Please work out how many lines in the material below contain the string "been", and answer with that number only.

+ + + +

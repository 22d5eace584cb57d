//! Graceful shutdown signalling via `CancellationToken`.

use tokio_util::sync::CancellationToken;
use tracing::info;

/// Owns the root token every handler's cancellation token derives from.
#[derive(Clone, Debug, Default)]
pub struct ShutdownCoordinator {
    token: CancellationToken,
}

impl ShutdownCoordinator {
    /// Create a coordinator that has not fired.
    pub fn new() -> Self {
        Self::default()
    }

    /// A clone of the root token.
    pub fn token(&self) -> CancellationToken {
        self.token.clone()
    }

    /// A token cancelled together with the root, but cancellable on its own.
    pub fn child_token(&self) -> CancellationToken {
        self.token.child_token()
    }

    /// Request shutdown. Idempotent.
    pub fn shutdown(&self) {
        if !self.token.is_cancelled() {
            info!("shutdown requested");
        }
        self.token.cancel();
    }

    /// Whether shutdown has been requested.
    pub fn is_shutting_down(&self) -> bool {
        self.token.is_cancelled()
    }

    /// Resolve once shutdown has been requested.
    pub async fn cancelled(&self) {
        self.token.cancelled().await;
    }
}

#[cfg(test)]
mod tests {
    use super::*;

    #[test]
    fn starts_live() {
        let coord = ShutdownCoordinator::new();
        assert!(!coord.is_shutting_down());
        assert!(!coord.token().is_cancelled());
    }

    #[test]
    fn shutdown_reaches_children() {
        let coord = ShutdownCoordinator::new();
        let child = coord.child_token();
        let clone = coord.clone();
        clone.shutdown();
        clone.shutdown();
        assert!(coord.is_shutting_down());
        assert!(child.is_cancelled());
    }

    #[test]
    fn cancelling_a_child_leaves_root_alone() {
        let coord = ShutdownCoordinator::new();
        let child = coord.child_token();
        child.cancel();
        assert!(!coord.is_shutting_down());
    }

    #[tokio::test]
    async fn cancelled_resolves_after_shutdown() {
        let coord = ShutdownCoordinator::new();
        let waiter = coord.clone();
        let handle = tokio::spawn(async move {
            waiter.cancelled().await;
            true
        });
        coord.shutdown();
        assert!(handle.await.unwrap());
    }
}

+ + + +

● Solution below
2